• [What you need to do]
Your answer must hold only the lines below from the line containing "named: insertion ordered." through the line containing "pub struct MapProxy<S>", each reproduced exactly.

[Collected data]
//! [`MapProxy`]: a wrapper that republishes a store's entire operation
//! surface by forwarding to one owned instance.
//!
//! The forwarded set is the [`AssociativeStore`] trait, fixed at compile
//! time. Wrappers that want to intercept a few operations (see the
//! normalizing map in the `emap` crate) hold a `MapProxy` and override only
//! what they need.

use indexmap::IndexMap;

use crate::traits::AssociativeStore;

/// The store a [`MapProxy`] wraps when none is named: insertion ordered.
pub type DefaultStore<K, V> = IndexMap<K, V>;

/// Forwarding wrapper around an exclusively owned store.
///
/// Holds no state besides the store. Every [`AssociativeStore`] operation is
/// passed through unchanged, so a `MapProxy<S>` is observably identical to
/// the `S` it owns.
#[derive(Clone, Debug, Default, PartialEq, Eq)]
pub struct MapProxy<S> {
    store: S,
}

impl<S> MapProxy<S> {
    /// Wrap an existing store.
    pub fn from_store(store: S) -> Self {
        Self { store }
    }

    /// The wrapped store.
    pub fn inner(&self) -> &S {
        &self.store
    }

    /// Unwrap and return the store.
    pub fn into_inner(self) -> S {
        self.store
    }
}

impl<S: AssociativeStore + Default> MapProxy<S> {
    /// Create a proxy over an empty store.
    pub fn new() -> Self {
        Self::from_store(S::default())
    }
}

impl<S: AssociativeStore> AssociativeStore for MapProxy<S> {
    type Key = S::Key;
    type Value = S::Value;
    type Iter<'a> = S::Iter<'a> where Self: 'a;

    fn from_pairs<I>(pairs: I) -> Self
    where
        I: IntoIterator<Item = (Self::Key, Self::Value)>,
    {
        Self::from_store(S::from_pairs(pairs))
    }

    fn len(&self) -> usize {
        self.store.len()
    }

    fn is_empty(&self) -> bool {
        self.store.is_empty()
    }

    fn get(&self, key: &Self::Key) -> Option<&Self::Value> {
        self.store.get(key)
    }

    fn contains_key(&self, key: &Self::Key) -> bool {
        self.store.contains_key(key)
    }

    fn insert(&mut self, key: Self::Key, value: Self::Value) -> Option<Self::Value> {
        self.store.insert(key, value)
    }

    fn remove(&mut self, key: &Self::Key) -> Option<Self::Value> {
        self.store.remove(key)
    }

    fn clear(&mut self) {
        self.store.clear()
    }

    fn iter(&self) -> Self::Iter<'_> {
        self.store.iter()
    }
}

impl<'a, S: AssociativeStore + 'a> IntoIterator for &'a MapProxy<S> {
    type Item = (&'a S::Key, &'a S::Value);
    type IntoIter = S::Iter<'a>;

    fn into_iter(self) -> Self::IntoIter {
        self.store.iter()
    }
}

impl<S: AssociativeStore> FromIterator<(S::Key, S::Value)> for MapProxy<S> {
    fn from_iter<I: IntoIterator<Item = (S::Key, S::Value)>>(iter: I) -> Self {
        <Self as AssociativeStore>::from_pairs(iter)
    }
}

impl<S: AssociativeStore> Extend<(S::Key, S::Value)> for MapProxy<S> {
    fn extend<I: IntoIterator<Item = (S::Key, S::Value)>>(&mut self, iter: I) {
        for (key, value) in iter {
            self.store.insert(key, value);
        }
    }
}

• [Exercise response]
/// The store a [`MapProxy`] wraps when none is named: insertion ordered.
pub type DefaultStore<K, V> = IndexMap<K, V>;

/// Forwarding wrapper around an exclusively owned store.
///
/// Holds no state besides the store. Every [`AssociativeStore`] operation is
/// passed through unchanged, so a `MapProxy<S>` is observably identical to
/// the `S` it owns.
#[derive(Clone, Debug, Default, PartialEq, Eq)]
pub struct MapProxy<S> {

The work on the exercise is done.